**The task:**
Within the listing below, please show every line carrying the string "properties".

The data START

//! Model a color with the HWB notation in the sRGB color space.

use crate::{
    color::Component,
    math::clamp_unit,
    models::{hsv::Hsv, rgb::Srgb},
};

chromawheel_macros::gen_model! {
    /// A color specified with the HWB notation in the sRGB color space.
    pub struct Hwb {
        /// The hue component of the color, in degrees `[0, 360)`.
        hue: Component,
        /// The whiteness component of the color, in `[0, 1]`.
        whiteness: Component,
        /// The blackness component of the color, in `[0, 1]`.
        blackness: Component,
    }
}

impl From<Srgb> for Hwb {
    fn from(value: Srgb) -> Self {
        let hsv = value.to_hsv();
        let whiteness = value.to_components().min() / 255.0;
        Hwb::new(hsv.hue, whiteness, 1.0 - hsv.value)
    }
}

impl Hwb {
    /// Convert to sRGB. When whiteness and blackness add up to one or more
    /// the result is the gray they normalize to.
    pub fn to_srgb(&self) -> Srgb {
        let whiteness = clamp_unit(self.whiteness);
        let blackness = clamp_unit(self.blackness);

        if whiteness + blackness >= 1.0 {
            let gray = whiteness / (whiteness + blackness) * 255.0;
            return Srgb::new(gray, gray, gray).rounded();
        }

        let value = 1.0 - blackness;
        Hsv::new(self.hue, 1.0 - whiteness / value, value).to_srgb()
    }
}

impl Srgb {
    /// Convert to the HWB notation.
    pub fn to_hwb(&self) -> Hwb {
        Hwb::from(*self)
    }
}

The data END
The data START

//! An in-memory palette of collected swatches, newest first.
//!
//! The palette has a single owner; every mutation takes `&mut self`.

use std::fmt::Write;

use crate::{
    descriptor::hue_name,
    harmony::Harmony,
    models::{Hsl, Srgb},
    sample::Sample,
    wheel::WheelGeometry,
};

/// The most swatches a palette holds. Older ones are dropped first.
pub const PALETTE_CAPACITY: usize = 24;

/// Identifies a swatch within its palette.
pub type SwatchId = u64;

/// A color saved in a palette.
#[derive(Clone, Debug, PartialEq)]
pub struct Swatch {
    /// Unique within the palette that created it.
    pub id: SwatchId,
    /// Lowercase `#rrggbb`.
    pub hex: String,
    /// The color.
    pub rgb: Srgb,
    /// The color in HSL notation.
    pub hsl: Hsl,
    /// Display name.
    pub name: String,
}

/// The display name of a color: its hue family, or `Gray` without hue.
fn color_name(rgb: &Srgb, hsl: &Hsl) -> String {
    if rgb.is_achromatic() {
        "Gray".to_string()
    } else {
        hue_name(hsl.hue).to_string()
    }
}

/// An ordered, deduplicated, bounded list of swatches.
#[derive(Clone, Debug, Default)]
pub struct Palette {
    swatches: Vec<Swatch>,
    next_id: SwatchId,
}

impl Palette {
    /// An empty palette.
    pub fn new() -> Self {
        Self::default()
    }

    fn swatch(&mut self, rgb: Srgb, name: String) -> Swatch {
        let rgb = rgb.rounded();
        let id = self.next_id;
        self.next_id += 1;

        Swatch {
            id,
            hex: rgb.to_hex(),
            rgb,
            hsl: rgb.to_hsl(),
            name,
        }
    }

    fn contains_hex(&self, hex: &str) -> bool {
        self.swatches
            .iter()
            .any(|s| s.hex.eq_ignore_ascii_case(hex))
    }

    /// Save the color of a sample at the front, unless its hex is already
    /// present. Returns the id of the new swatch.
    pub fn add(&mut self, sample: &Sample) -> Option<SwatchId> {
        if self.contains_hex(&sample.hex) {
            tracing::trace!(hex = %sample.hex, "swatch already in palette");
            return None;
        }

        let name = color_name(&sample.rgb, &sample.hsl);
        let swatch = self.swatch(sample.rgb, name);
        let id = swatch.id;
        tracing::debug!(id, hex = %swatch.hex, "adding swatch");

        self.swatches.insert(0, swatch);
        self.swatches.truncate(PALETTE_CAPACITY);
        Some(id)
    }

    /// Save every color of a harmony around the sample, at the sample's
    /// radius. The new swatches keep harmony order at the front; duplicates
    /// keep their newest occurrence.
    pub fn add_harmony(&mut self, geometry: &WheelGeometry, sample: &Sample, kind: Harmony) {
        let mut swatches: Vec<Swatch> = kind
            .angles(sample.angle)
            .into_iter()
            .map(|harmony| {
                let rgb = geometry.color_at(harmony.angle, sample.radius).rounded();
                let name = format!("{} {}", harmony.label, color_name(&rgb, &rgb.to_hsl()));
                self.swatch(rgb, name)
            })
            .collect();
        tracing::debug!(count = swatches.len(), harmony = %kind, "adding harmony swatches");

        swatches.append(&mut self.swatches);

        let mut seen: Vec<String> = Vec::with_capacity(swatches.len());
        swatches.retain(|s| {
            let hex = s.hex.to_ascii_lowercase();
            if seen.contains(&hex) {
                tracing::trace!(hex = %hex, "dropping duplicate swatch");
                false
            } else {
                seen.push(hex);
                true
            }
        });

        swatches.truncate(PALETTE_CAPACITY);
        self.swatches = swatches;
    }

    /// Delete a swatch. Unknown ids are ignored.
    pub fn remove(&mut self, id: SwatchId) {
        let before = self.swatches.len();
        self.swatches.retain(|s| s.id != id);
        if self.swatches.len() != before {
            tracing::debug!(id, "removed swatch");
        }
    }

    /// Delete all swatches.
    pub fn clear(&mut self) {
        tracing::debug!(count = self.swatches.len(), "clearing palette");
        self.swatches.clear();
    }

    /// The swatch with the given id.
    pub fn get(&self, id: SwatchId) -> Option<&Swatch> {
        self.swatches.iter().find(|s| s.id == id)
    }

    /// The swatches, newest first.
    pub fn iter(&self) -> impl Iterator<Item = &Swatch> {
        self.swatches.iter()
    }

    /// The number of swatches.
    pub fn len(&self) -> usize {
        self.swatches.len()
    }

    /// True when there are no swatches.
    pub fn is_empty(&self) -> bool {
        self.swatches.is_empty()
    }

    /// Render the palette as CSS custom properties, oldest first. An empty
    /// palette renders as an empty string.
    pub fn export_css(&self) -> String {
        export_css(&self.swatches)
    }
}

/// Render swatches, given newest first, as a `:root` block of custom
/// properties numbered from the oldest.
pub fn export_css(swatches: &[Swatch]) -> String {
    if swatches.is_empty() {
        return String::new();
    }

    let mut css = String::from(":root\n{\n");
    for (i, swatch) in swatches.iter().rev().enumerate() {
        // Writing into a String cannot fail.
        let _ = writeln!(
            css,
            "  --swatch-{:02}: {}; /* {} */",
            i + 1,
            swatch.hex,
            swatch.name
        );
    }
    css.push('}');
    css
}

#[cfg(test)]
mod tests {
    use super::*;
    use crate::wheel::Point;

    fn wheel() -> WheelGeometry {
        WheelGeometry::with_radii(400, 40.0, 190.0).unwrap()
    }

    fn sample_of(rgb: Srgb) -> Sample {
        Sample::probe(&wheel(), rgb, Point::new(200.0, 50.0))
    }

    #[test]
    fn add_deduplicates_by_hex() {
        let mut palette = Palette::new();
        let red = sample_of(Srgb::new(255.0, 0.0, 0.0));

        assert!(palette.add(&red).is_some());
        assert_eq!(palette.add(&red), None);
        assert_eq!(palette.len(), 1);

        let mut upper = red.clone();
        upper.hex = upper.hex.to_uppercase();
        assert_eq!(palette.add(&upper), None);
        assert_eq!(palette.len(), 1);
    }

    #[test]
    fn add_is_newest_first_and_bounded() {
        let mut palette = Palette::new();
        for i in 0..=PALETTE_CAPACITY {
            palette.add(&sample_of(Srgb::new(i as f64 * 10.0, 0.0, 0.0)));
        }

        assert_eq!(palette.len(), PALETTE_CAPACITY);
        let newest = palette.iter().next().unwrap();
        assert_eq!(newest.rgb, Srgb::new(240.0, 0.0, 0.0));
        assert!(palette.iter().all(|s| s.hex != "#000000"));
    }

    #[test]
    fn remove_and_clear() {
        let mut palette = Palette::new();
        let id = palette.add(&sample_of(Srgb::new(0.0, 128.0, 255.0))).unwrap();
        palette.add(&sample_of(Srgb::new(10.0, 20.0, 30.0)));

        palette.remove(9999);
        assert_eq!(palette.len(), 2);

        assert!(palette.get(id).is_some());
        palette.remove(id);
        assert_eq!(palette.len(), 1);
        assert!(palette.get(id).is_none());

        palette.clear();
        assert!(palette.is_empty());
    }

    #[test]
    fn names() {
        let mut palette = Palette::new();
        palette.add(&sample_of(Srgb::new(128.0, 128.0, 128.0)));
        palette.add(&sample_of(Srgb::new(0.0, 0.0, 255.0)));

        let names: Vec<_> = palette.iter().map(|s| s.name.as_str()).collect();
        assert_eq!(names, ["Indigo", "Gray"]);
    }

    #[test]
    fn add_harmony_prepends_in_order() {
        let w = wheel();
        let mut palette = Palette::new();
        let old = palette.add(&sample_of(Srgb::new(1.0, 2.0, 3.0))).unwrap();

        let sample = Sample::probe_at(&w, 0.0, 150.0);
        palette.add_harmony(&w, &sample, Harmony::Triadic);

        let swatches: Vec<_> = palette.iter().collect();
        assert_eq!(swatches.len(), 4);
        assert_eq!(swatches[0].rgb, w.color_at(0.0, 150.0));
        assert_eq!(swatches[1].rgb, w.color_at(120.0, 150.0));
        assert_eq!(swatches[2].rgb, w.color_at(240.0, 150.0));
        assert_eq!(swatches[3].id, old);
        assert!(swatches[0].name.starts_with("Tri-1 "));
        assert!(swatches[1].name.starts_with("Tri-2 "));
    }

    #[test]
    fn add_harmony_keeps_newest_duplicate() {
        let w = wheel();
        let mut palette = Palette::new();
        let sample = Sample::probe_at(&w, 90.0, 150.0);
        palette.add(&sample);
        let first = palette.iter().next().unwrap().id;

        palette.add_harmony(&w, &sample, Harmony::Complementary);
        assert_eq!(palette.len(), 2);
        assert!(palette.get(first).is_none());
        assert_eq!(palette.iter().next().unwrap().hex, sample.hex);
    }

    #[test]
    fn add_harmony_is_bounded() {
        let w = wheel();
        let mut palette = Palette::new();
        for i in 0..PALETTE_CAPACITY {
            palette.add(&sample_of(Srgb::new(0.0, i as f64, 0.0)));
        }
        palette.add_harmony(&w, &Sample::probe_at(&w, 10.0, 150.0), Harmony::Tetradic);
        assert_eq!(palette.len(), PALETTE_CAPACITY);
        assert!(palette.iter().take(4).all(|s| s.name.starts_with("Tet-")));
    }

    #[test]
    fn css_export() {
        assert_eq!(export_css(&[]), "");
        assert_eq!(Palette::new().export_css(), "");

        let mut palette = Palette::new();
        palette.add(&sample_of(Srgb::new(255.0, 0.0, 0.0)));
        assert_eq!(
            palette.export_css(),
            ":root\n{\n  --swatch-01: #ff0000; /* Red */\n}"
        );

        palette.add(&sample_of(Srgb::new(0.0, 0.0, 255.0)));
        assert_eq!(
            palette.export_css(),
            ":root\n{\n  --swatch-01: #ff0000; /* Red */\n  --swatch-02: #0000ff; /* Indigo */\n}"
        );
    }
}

The data END
The data START

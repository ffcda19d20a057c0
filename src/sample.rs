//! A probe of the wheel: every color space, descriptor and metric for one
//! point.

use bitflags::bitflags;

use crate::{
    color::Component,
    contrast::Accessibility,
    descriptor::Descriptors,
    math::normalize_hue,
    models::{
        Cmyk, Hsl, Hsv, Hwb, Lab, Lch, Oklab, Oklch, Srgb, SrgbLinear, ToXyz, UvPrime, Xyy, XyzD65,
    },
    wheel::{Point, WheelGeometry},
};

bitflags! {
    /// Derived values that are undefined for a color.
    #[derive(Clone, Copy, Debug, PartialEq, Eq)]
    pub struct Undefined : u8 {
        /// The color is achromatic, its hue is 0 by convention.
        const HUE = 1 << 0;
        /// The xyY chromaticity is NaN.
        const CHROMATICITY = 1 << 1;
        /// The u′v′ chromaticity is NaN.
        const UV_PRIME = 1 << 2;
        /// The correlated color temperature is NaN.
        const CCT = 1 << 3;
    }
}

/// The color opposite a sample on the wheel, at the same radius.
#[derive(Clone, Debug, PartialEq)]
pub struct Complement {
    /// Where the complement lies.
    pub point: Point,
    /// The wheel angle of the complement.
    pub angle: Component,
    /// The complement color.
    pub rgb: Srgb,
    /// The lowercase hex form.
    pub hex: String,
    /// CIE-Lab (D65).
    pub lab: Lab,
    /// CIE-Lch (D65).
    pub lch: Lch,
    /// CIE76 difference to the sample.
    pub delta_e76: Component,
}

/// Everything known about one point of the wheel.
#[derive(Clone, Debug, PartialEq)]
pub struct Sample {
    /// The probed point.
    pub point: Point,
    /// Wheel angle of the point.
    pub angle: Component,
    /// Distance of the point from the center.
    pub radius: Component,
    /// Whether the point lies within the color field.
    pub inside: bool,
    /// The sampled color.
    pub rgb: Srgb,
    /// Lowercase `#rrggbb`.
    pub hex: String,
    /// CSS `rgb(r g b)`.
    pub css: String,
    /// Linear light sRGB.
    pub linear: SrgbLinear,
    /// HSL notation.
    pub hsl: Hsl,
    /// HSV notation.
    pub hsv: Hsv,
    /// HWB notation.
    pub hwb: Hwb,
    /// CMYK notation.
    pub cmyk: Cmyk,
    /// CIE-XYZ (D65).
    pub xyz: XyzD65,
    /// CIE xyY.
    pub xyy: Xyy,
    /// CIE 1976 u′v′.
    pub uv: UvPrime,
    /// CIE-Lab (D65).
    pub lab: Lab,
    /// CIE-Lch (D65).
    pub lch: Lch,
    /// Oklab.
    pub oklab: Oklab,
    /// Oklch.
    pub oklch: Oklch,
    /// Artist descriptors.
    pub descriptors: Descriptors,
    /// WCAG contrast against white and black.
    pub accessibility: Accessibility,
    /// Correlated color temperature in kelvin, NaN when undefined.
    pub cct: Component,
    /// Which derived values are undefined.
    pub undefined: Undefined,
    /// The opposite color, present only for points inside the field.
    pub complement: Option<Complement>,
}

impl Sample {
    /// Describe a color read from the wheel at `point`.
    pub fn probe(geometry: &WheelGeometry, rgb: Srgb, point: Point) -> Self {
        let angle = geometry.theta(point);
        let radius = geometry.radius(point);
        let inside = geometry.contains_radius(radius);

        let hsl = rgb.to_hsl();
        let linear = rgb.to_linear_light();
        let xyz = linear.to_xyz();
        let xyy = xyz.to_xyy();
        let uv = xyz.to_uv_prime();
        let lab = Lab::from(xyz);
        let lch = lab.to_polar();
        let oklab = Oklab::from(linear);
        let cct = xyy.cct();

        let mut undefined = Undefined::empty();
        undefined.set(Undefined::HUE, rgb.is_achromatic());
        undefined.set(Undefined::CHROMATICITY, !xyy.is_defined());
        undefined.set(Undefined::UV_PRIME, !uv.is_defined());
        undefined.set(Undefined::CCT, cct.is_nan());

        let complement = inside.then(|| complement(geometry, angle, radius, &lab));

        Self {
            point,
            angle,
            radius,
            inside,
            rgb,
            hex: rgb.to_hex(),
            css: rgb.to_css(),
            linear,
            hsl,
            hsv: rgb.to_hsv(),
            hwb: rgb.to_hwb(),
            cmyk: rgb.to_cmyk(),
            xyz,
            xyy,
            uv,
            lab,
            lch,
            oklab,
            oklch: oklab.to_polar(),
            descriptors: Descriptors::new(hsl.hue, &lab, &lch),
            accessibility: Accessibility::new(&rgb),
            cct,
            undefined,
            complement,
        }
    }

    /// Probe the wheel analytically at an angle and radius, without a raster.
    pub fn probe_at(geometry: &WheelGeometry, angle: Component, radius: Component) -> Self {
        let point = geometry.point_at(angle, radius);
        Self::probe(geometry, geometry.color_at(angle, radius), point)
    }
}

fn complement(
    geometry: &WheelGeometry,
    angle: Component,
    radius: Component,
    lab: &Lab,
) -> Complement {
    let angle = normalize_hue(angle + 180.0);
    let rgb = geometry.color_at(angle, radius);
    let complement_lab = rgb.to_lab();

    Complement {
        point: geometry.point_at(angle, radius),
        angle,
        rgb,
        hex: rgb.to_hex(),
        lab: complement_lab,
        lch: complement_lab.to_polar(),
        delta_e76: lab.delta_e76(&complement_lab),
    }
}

The data END

**Task response:**
    /// Render the palette as CSS custom properties, oldest first. An empty
/// properties numbered from the oldest.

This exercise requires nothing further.